Le rapport admet que l’eau, d’un point de vue historique, a davantage été une source de coopération que de conflits entre pays dans le passé, mais souligne qu’il risque de ne plus en aller de même dans le futur. Il suggère également que l’obligation de tourner leur attention vers leurs problèmes croissants d’eau pourraient distraire certains pays et les empêcher de collaborer avec les États-Unis autour de certains « objectifs politiques clés » (sous-entendu la « guerre contre la terreur »).

Plus généralement, le rapport estime que les problèmes d’eau risquent d’affecter la performance économique de nombreux partenaires commerciaux stratégiques des États-Unis, en réduisant la capacité de production agricole et hydroélectrique.

Lire ici la présentation du Washington Post et ici celle, plus approfondie, de Circle of Blue. (Voir aussi ici.)

Risques et opportunités

En ce qui concerne les « opportunités », le rapport note la possibilité de booster les exportations agricoles américaines vers les régions touchées par la rareté de l’eau.

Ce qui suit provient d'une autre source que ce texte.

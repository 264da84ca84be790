//! Scenario builder API.
//!
//! A scenario cannot run without an oracle: [`Scenario::oracle`] is the only
//! way to obtain a [`RunnableScenario`].

use std::time::{Duration, Instant};

use echoframe_core::ConnectionConfig;

use crate::{
    SimEnv,
    scenario::{OracleFn, Peer, Step, World},
};

enum Event {
    Step { peer: String, step: Step },
    Advance(Duration),
}

/// Scenario builder.
pub struct Scenario {
    name: String,
    seed: u64,
    peers: Vec<(String, ConnectionConfig)>,
    events: Vec<Event>,
}

impl Scenario {
    /// Create a scenario with the given name.
    pub fn new(name: impl Into<String>) -> Self {
        Self { name: name.into(), seed: 0, peers: Vec::new(), events: Vec::new() }
    }

    /// Seed for masking keys and handshake nonces.
    pub fn seed(mut self, seed: u64) -> Self {
        self.seed = seed;
        self
    }

    /// Add a peer whose server side uses the default configuration.
    pub fn peer(self, name: impl Into<String>) -> Self {
        self.peer_with_config(name, ConnectionConfig::default())
    }

    /// Add a peer whose server side uses `config`.
    pub fn peer_with_config(mut self, name: impl Into<String>, config: ConnectionConfig) -> Self {
        self.peers.push((name.into(), config));
        self
    }

    /// Append a step for `peer`.
    pub fn step(mut self, peer: impl Into<String>, step: Step) -> Self {
        self.events.push(Event::Step { peer: peer.into(), step });
        self
    }

    /// Advance the shared clock, firing every peer's timers on the way.
    pub fn advance(mut self, by: Duration) -> Self {
        self.events.push(Event::Advance(by));
        self
    }

    /// Set the oracle and return a runnable scenario.
    pub fn oracle(self, oracle: OracleFn) -> RunnableScenario {
        RunnableScenario { scenario: self, oracle }
    }
}

/// A scenario with an oracle that can be executed.
pub struct RunnableScenario {
    scenario: Scenario,
    oracle: OracleFn,
}

impl RunnableScenario {
    /// Execute the scenario.
    ///
    /// Connects every peer, plays the script in order, then runs the oracle
    /// on the final world.
    pub fn run(self) -> Result<(), String> {
        let Scenario { name, seed, peers, events } = self.scenario;
        let env = SimEnv::with_seed(seed);
        let mut now = Instant::now();
        let mut world = World::new();

        for (peer_name, config) in peers {
            let peer = Peer::connect(config, env.clone(), now)
                .map_err(|e| format!("Scenario '{name}': peer {peer_name} failed to connect: {e}"))?;
            world.add_peer(peer_name, peer);
        }

        for event in events {
            match event {
                Event::Step { peer, step } => {
                    let target = world
                        .peer_mut(&peer)
                        .ok_or_else(|| format!("Scenario '{name}': peer {peer} not found"))?;
                    target
                        .apply(step, now)
                        .map_err(|e| format!("Scenario '{name}': peer {peer}: {e}"))?;
                },
                Event::Advance(by) => {
                    let to = now + by;
                    for peer in world.peers_mut() {
                        peer.advance(now, to).map_err(|e| format!("Scenario '{name}': {e}"))?;
                    }
                    now = to;
                },
            }
        }

        (self.oracle)(&world).map_err(|e| format!("Scenario '{name}': {e}"))
    }
}
//! Payload masking.

/// XOR `buf` in place with the rolling masking key (`key[i % 4]`).
///
/// Masking is an involution: applying the same key twice restores the input.
pub fn apply_mask(buf: &mut [u8], key: [u8; 4]) {
    let word = u32::from_ne_bytes(key);

    let mut chunks = buf.chunks_exact_mut(4);
    for chunk in &mut chunks {
        let value = u32::from_ne_bytes([chunk[0], chunk[1], chunk[2], chunk[3]]) ^ word;
        chunk.copy_from_slice(&value.to_ne_bytes());
    }

    for (byte, k) in chunks.into_remainder().iter_mut().zip(key) {
        *byte ^= k;
    }
}

#[cfg(test)]
mod tests {
    use proptest::prelude::*;

    use super::*;

    fn naive(buf: &mut [u8], key: [u8; 4]) {
        for (i, byte) in buf.iter_mut().enumerate() {
            *byte ^= key[i % 4];
        }
    }

    #[test]
    fn rfc_example() {
        // RFC 6455 section 5.7: masked "Hello"
        let mut payload = *b"\x7f\x9f\x4d\x51\x58";
        apply_mask(&mut payload, [0x37, 0xfa, 0x21, 0x3d]);
        assert_eq!(&payload, b"Hello");
    }

    #[test]
    fn empty_buffer_untouched() {
        let mut payload: [u8; 0] = [];
        apply_mask(&mut payload, [1, 2, 3, 4]);
    }

    proptest! {
        #[test]
        fn matches_bytewise_xor(data in proptest::collection::vec(any::<u8>(), 0..64), key in any::<[u8; 4]>()) {
            let mut fast = data.clone();
            let mut slow = data.clone();
            apply_mask(&mut fast, key);
            naive(&mut slow, key);
            prop_assert_eq!(&fast, &slow);

            apply_mask(&mut fast, key);
            prop_assert_eq!(fast, data);
        }
    }
}
//! Reusable oracles.

use echoframe_proto::CloseCode;

use crate::scenario::{OracleFn, World};

/// Every peer got back exactly what it sent, in order.
pub fn all_echoed() -> OracleFn {
    Box::new(|world: &World| {
        for (name, peer) in world.peers() {
            if peer.echoed() != peer.sent() {
                return Err(format!(
                    "{name}: sent {} messages, got {} back (or out of order)",
                    peer.sent().len(),
                    peer.echoed().len()
                ));
            }
        }
        Ok(())
    })
}

/// Every connection finished with both Close frames exchanged and its
/// transport released exactly once.
pub fn all_closed_cleanly() -> OracleFn {
    let handshakes: OracleFn = Box::new(|world: &World| {
        for (name, peer) in world.peers() {
            if !peer.connection().is_closed() {
                return Err(format!("{name}: still {:?}", peer.connection().state()));
            }
            if !peer.connection().is_clean() {
                return Err(format!("{name}: close handshake incomplete"));
            }
        }
        Ok(())
    });
    all_of(vec![handshakes, transport_released_once()])
}

/// Every closed connection asked for its transport to be closed exactly
/// once, and no open connection asked at all.
pub fn transport_released_once() -> OracleFn {
    Box::new(|world: &World| {
        for (name, peer) in world.peers() {
            let expected = usize::from(peer.is_released());
            if peer.close_actions() != expected {
                return Err(format!(
                    "{name}: {} transport close requests (released: {})",
                    peer.close_actions(),
                    peer.is_released()
                ));
            }
        }
        Ok(())
    })
}

/// `peer` received a Close frame carrying `code`.
pub fn closed_with(peer: &'static str, code: CloseCode) -> OracleFn {
    Box::new(move |world: &World| {
        let target = world.peer(peer).ok_or_else(|| format!("{peer} not found"))?;
        match target.close_code() {
            Some(got) if got == code => Ok(()),
            other => Err(format!("{peer}: expected close {code}, got {other:?}")),
        }
    })
}

/// All oracles must pass; the first failure is reported.
pub fn all_of(oracles: Vec<OracleFn>) -> OracleFn {
    Box::new(move |world: &World| oracles.iter().try_for_each(|oracle| oracle(world)))
}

Il souligne aussi les opportunités de soigner l’influence et le prestige des États-Unis (ainsi que l’accès à de nouveaux marchés pour les entreprises nationales) à travers les programmes de coopération et de partenariats public-privés visant à transférer l’expertise américaine en matière de gestion (sous-entendu de gestion financiarisée basée sur les droits de propriété), de productivité agricole et d’infrastructures de l’eau.

Parallèlement à la présentation de ce rapport, Hillary Clinton annonçait d’ailleurs une série d’initiatives à la frontière entre l’aide, la diplomatie et la politique commerciale, notamment le lancement du « Partenariat états-unien de l’eau » (US Water Partnership), qui rassemble entreprises, ONG, chercheurs et agences publiques dans le but de « catalyser de nouvelles opportunités de coopération ». Un nouveau site portail visant à valoriser l’expertise américaine dans le domaine de l’eau est également prévu.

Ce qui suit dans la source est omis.